The records should be restated exactly from their first line through the line with "pub struct UnsupportedPlatformError" in it.

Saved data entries

• • • • •

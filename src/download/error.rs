//! Error types for locating, downloading and installing the Xray binary

use std::path::PathBuf;
use std::time::Duration;

use thiserror::Error;

use super::platform::PlatformDescriptor;

/// Platform is not in the configured supported set
#[derive(Debug, Clone, Error, PartialEq, Eq)]
#[error("System {platform} not supported")]
pub struct UnsupportedPlatformError {
    pub platform: PlatformDescriptor,
}

/// Bounded archive download failed
#[derive(Debug, Error)]
pub enum DownloadError {
    /// The whole operation ran past its total budget
    #[error("Download of {url} exceeded the overall timeout of {}s", .budget.as_secs_f64())]
    OverallTimeout { url: String, budget: Duration },

    /// A single network attempt (connect, headers, or one body read) was too slow
    #[error("Download of {url} stalled longer than {}s in a single attempt", .ceiling.as_secs_f64())]
    AttemptTooSlow { url: String, ceiling: Duration },

    #[error("Download of {url} failed: {source}")]
    TransportFailure {
        url: String,
        #[source]
        source: reqwest::Error,
    },

    #[error("HTTP {status} for URL: {url}")]
    BadStatus { url: String, status: u16 },

    #[error("Failed to write archive to {}: {source}", .path.display())]
    Io {
        path: PathBuf,
        #[source]
        source: std::io::Error,
    },
}

impl DownloadError {
    /// Whether retrying the same download may succeed
    pub fn is_retryable(&self) -> bool {
        matches!(
            self,
            DownloadError::AttemptTooSlow { .. } | DownloadError::TransportFailure { .. }
        )
    }
}

/// Binary could not be taken out of the downloaded archive
#[derive(Debug, Error)]
pub enum ExtractionError {
    #[error("Archive {} is unreadable or corrupt: {reason}", .archive.display())]
    CorruptArchive { archive: PathBuf, reason: String },

    #[error("Archive {} has no entry named {entry}", .archive.display())]
    MissingEntry { archive: PathBuf, entry: String },

    /// Reading the archive or writing the installed binary failed
    #[error("I/O error on {} while installing binary: {source}", .path.display())]
    Io {
        path: PathBuf,
        #[source]
        source: std::io::Error,
    },
}

/// Any failure of the combined locate, download and install flow
#[derive(Debug, Error)]
pub enum AcquisitionError {
    #[error(transparent)]
    UnsupportedPlatform(#[from] UnsupportedPlatformError),

    #[error(transparent)]
    Download(#[from] DownloadError),

    #[error(transparent)]
    Extraction(#[from] ExtractionError),

    #[error("Extraction task failed: {0}")]
    Task(#[from] tokio::task::JoinError),
}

• • • • •

[EXERCISE RESULT]
filename src/download/error.rs
//! Error types for locating, downloading and installing the Xray binary

use std::path::PathBuf;
use std::time::Duration;

use thiserror::Error;

use super::platform::PlatformDescriptor;

/// Platform is not in the configured supported set
#[derive(Debug, Clone, Error, PartialEq, Eq)]
#[error("System {platform} not supported")]
pub struct UnsupportedPlatformError {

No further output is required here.